A primera hora, la Orquesta Sinfónica de Villa Clara, bajo la batuta de la maestra Irina Toledo Rocha, acogió, ante invitados y el público, un bosquejo de lujo que incluyó los «Tres Preludios», del romántico húngaro Franz Liszt (1811-1886), inventor de la música programática, quien imprimió a esa pieza un vigor cautivante en el diálogo entre los trombones y las cuerdas. Allí se palpa una nota de agrado en la ejecución poemática del sinfonismo, firmeza en la que Liszt formuló parte de sus conceptualizaciones.
Los villaclareños también incluyeron en su programa el «Tema para una marcha de esculturas» y «Cuasi conga, cuasi caringa», escritas por el cubano Jorge López Marín, y «Guaguancó», pieza del también isleño Guido López-Gavilán, la cual pudo quedar mejor ante las incongruencias persistentes entre las secciones de cuerda y el tiempo que asumen los «ritos» de percusión cautivante.
No obstante, ese diálogo sonoro entre los pupilos de los maestros Cortese, y Toledo Rocha, constituyen puentes de hermandad en torno a la más «bella forma de lo bello», como dijo Martí al abordar la jerarquía impostergable que concede el tiempo a la más universal de las artes fundida en los pueblos que conforman el universo.
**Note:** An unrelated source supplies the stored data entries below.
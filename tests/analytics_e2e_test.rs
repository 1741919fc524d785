// ==========================================
// 分析用例端到端测试
// ==========================================
// 测试目标: 配置 -> 仓储 -> 引擎 -> 用例响应 全链路
// ==========================================


use livestock_weigh::config::{config_keys, ConfigManager, ConfigScope};
use livestock_weigh::domain::{DateRange, HealthSeverity};
use livestock_weigh::logging;
use livestock_weigh::repository::WeighingRepository;
use livestock_weigh::use_cases::impls::{
    BatchSummaryUseCaseImpl, FeedComparisonUseCaseImpl, GrowthReportUseCaseImpl,
    HealthAlertUseCaseImpl, ReadyToSellUseCaseImpl,
};
use livestock_weigh::use_cases::{
    AnalyticsError, BatchSummaryUseCase, FeedComparisonUseCase, GrowthReportUseCase,
    HealthAlertUseCase, ReadyToSellUseCase,
};
use std::sync::Arc;
use test_helpers::{date, day, TestFarm};

const TENANT: &str = "farm-a";

/// 三头牛, 两种饲料, 一次掉重
struct Herd {
    farm: TestFarm,
    batch: i64,
    steer: i64,
    heifer: i64,
    calf: i64,
}

fn seed_herd() -> Herd {
    let farm = TestFarm::new();
    let batch = farm.batch(TENANT, "三月称重");
    let steer = farm.animal(TENANT, "S-001", Some(500.0));
    let heifer = farm.animal(TENANT, "H-001", Some(500.0));
    let calf = farm.animal(TENANT, "C-001", None);

    let hay = [("feed_type", "Hay"), ("feed_brand", "GreenField")];
    let grain = [("feed_type", "Grain"), ("feed_brand", "Acme")];

    farm.weigh(TENANT, steer, batch, 500.0, day(0), &grain);
    farm.weigh(TENANT, steer, batch, 530.0, day(10), &grain);
    farm.weigh(TENANT, steer, batch, 550.0, day(20), &grain);

    farm.weigh(TENANT, heifer, batch, 440.0, day(0), &hay);
    farm.weigh(TENANT, heifer, batch, 455.0, day(10), &hay);
    farm.weigh(TENANT, heifer, batch, 450.0, day(20), &hay);

    farm.weigh(TENANT, calf, batch, 100.0, day(0), &hay);
    farm.weigh(TENANT, calf, batch, 97.0, day(10), &hay);
    farm.weigh(TENANT, calf, batch, 90.0, day(20), &hay);
    farm.weigh(TENANT, calf, batch, 95.0, day(30), &hay);

    Herd {
        farm,
        batch,
        steer,
        heifer,
        calf,
    }
}

#[test]
fn test_growth_end_to_end() {
    logging::init_test();
    let herd = seed_herd();
    let use_case =
        GrowthReportUseCaseImpl::new(herd.farm.weighings.clone(), herd.farm.animals.clone());

    let response = use_case.get_herd_growth(TENANT, None).unwrap();
    assert_eq!(response.tenant_id, TENANT);
    assert_eq!(response.len(), 3);

    let steer = response.items.iter().find(|g| g.animal_id == herd.steer).unwrap();
    assert_eq!(steer.metrics.total_gain_kg, 50.0);
    assert_eq!(steer.metrics.total_days, 20);
    assert!((steer.metrics.avg_daily_gain_kg - 2.5).abs() < 1e-9);

    let calf = use_case.get_animal_growth(herd.calf).unwrap();
    assert_eq!(calf.metrics.total_gain_kg, -5.0);
    assert_eq!(calf.metrics.weighing_count, 4);
}

#[test]
fn test_health_end_to_end_with_tenant_thresholds() {
    let herd = seed_herd();
    let config = ConfigManager::from_connection(herd.farm.conn.clone()).unwrap();

    let defaults = config.load_analytics_config(TENANT).unwrap();
    let use_case = HealthAlertUseCaseImpl::new(
        herd.farm.weighings.clone(),
        herd.farm.animals.clone(),
        defaults.health,
        defaults.escalation_consecutive_losses,
    )
    .unwrap();

    let flags = use_case.get_animal_alerts(herd.calf).unwrap();
    let severities: Vec<HealthSeverity> = flags.iter().map(|f| f.severity).collect();
    assert_eq!(severities, vec![HealthSeverity::Moderate, HealthSeverity::Severe]);
    assert_eq!(flags[1].consecutive_loss_count, 2);

    let summaries = use_case.get_herd_health(TENANT, None).unwrap();
    assert_eq!(summaries.len(), 2);
    assert_eq!(summaries.items[0].animal_id, herd.calf);
    assert!(summaries.items[0].needs_escalation);
    assert_eq!(summaries.items[1].animal_id, herd.heifer);
    assert!(!summaries.items[1].needs_escalation);

    // 租户覆写: 中度 5%, 严重 10% -> 小牛 3% 降为轻度, 7.2% 降为中度
    config
        .set_config_value(
            &ConfigScope::Tenant {
                tenant_id: TENANT.to_string(),
            },
            config_keys::HEALTH_MODERATE_LOSS_PCT,
            "5",
        )
        .unwrap();
    config
        .set_config_value(
            &ConfigScope::Tenant {
                tenant_id: TENANT.to_string(),
            },
            config_keys::HEALTH_SEVERE_LOSS_PCT,
            "10",
        )
        .unwrap();
    let tuned = config.load_analytics_config(TENANT).unwrap();
    let use_case = HealthAlertUseCaseImpl::new(
        herd.farm.weighings.clone(),
        herd.farm.animals.clone(),
        tuned.health,
        tuned.escalation_consecutive_losses,
    )
    .unwrap();

    let severities: Vec<HealthSeverity> = use_case
        .get_animal_alerts(herd.calf)
        .unwrap()
        .iter()
        .map(|f| f.severity)
        .collect();
    assert_eq!(severities, vec![HealthSeverity::Minor, HealthSeverity::Moderate]);
}

#[test]
fn test_feed_comparison_end_to_end() {
    let herd = seed_herd();
    let use_case = FeedComparisonUseCaseImpl::new(
        herd.farm.weighings.clone(),
        Default::default(),
    );

    let response = use_case.compare_all_feeds(TENANT, None).unwrap();
    assert_eq!(response.len(), 2);

    let grain = &response.items[0];
    assert_eq!(grain.feed_type, "Grain");
    assert_eq!(grain.performance_rank, 1);
    assert_eq!(grain.feed_brand.as_deref(), Some("Acme"));

    let hay = &response.items[1];
    assert_eq!(hay.feed_type, "Hay");
    assert_eq!(hay.animal_count, 2);
    assert_eq!(hay.feed_brand.as_deref(), Some("GreenField"));
    // 小母牛 10/20=0.5, 小牛 -5/30; 均值
    let expected = (10.0 / 20.0 + (-5.0 / 30.0)) / 2.0;
    assert!((hay.avg_adg_kg_per_day - expected).abs() < 1e-9);

    // 只看前 10 天
    let first_days = DateRange::new(date(2026, 3, 1), date(2026, 3, 11)).unwrap();
    let requested = vec!["Hay".to_string(), "Grain".to_string()];
    let ranged = use_case
        .compare_feed_types(TENANT, &requested, Some(&first_days))
        .unwrap();
    assert_eq!(ranged.items[0].feed_type, "Grain");
    assert!((ranged.items[0].avg_adg_kg_per_day - 3.0).abs() < 1e-9);
    assert_eq!(ranged.items[0].avg_days_on_feed, 10.0);
}

#[test]
fn test_feed_comparison_with_configured_field_keys() {
    let farm = TestFarm::new();
    let batch = farm.batch(TENANT, "B1");
    let a = farm.animal(TENANT, "A-001", None);
    farm.weigh(TENANT, a, batch, 100.0, day(0), &[("ration", "Silage")]);
    farm.weigh(TENANT, a, batch, 110.0, day(5), &[("ration", "Silage")]);

    let config = ConfigManager::from_connection(farm.conn.clone()).unwrap();
    config
        .set_config_value(&ConfigScope::Global, config_keys::FEED_TYPE_FIELD_KEY, "ration")
        .unwrap();
    let analytics = config.load_analytics_config(TENANT).unwrap();

    let weighings = Arc::new(
        WeighingRepository::from_connection(farm.conn.clone())
            .with_feed_keys(analytics.feed_keys.clone()),
    );
    let use_case = FeedComparisonUseCaseImpl::new(weighings, analytics.feed_keys);

    let response = use_case
        .compare_feed_types(TENANT, &["Silage".to_string()], None)
        .unwrap();
    assert_eq!(response.len(), 1);
    assert!((response.items[0].avg_adg_kg_per_day - 2.0).abs() < 1e-9);
}

#[test]
fn test_ready_to_sell_end_to_end() {
    let herd = seed_herd();
    let use_case = ReadyToSellUseCaseImpl::new(
        herd.farm.weighings.clone(),
        herd.farm.animals.clone(),
        100.0,
        90.0,
    )
    .unwrap();

    let all = use_case.evaluate_herd(TENANT).unwrap();
    assert_eq!(all.len(), 2);
    assert_eq!(all.items[0].animal.id, herd.steer);
    assert_eq!(all.items[0].progress_percent, 110.0);
    assert_eq!(all.items[0].remaining_kg, 0.0);
    assert_eq!(all.items[0].last_weighed_at, day(20));
    assert_eq!(all.items[1].animal.id, herd.heifer);
    assert_eq!(all.items[1].progress_percent, 90.0);
    assert_eq!(all.items[1].remaining_kg, 50.0);

    let ready = use_case.get_ready_animals(TENANT).unwrap();
    assert_eq!(ready.len(), 1);
    assert_eq!(ready.items[0].animal.id, herd.steer);

    let approaching = use_case.get_approaching_animals(TENANT).unwrap();
    assert_eq!(approaching.len(), 1);
    assert_eq!(approaching.items[0].animal.id, herd.heifer);

    assert!(use_case.evaluate_herd("farm-z").unwrap().is_empty());
}

#[test]
fn test_batch_summary_end_to_end() {
    let herd = seed_herd();
    let use_case =
        BatchSummaryUseCaseImpl::new(herd.farm.weighings.clone(), herd.farm.batches.clone());

    let summary = use_case.get_batch_summary(herd.batch).unwrap();
    assert_eq!(summary.weighing_count, 10);
    assert_eq!(summary.animal_count, 3);
    assert_eq!(summary.min_weight_kg, 90.0);
    assert_eq!(summary.max_weight_kg, 550.0);
    assert_eq!(summary.first_weighed_at, Some(day(0)));
    assert_eq!(summary.last_weighed_at, Some(day(30)));

    let err = use_case.get_batch_summary(herd.batch + 1).unwrap_err();
    assert!(matches!(err, AnalyticsError::NotFound { .. }));
}

#[test]
fn test_responses_serialize_to_json() {
    let herd = seed_herd();
    let use_case =
        GrowthReportUseCaseImpl::new(herd.farm.weighings.clone(), herd.farm.animals.clone());
    let response = use_case.get_herd_growth(TENANT, None).unwrap();

    let json: serde_json::Value = serde_json::to_value(&response).unwrap();
    assert_eq!(json["tenant_id"], TENANT);
    assert_eq!(json["items"].as_array().unwrap().len(), 3);
    assert!(json["report_id"].as_str().unwrap().len() >= 32);
}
Este martes, al término de su tercera y última presentación en Cuba, la sinfónica
de Harvard-Radcliffe, de Cambridge, Massachussets, actuará en La Habana antes de partir hacia los Estados Unidos tras un importante paso en sus periplos internacionales.
No dudo, que, justo allí, el repertorio del clacisismo, con Ludwing Van Beethoven (1770-1827), aparezca con la interpretación de la «Novena Sinfonía», invocando siempre al «Himno de la Alegría» y la hermandad soberana y cultural que persiste en los pueblos; sería una invocación al preludio imperecedero del humanismo universal.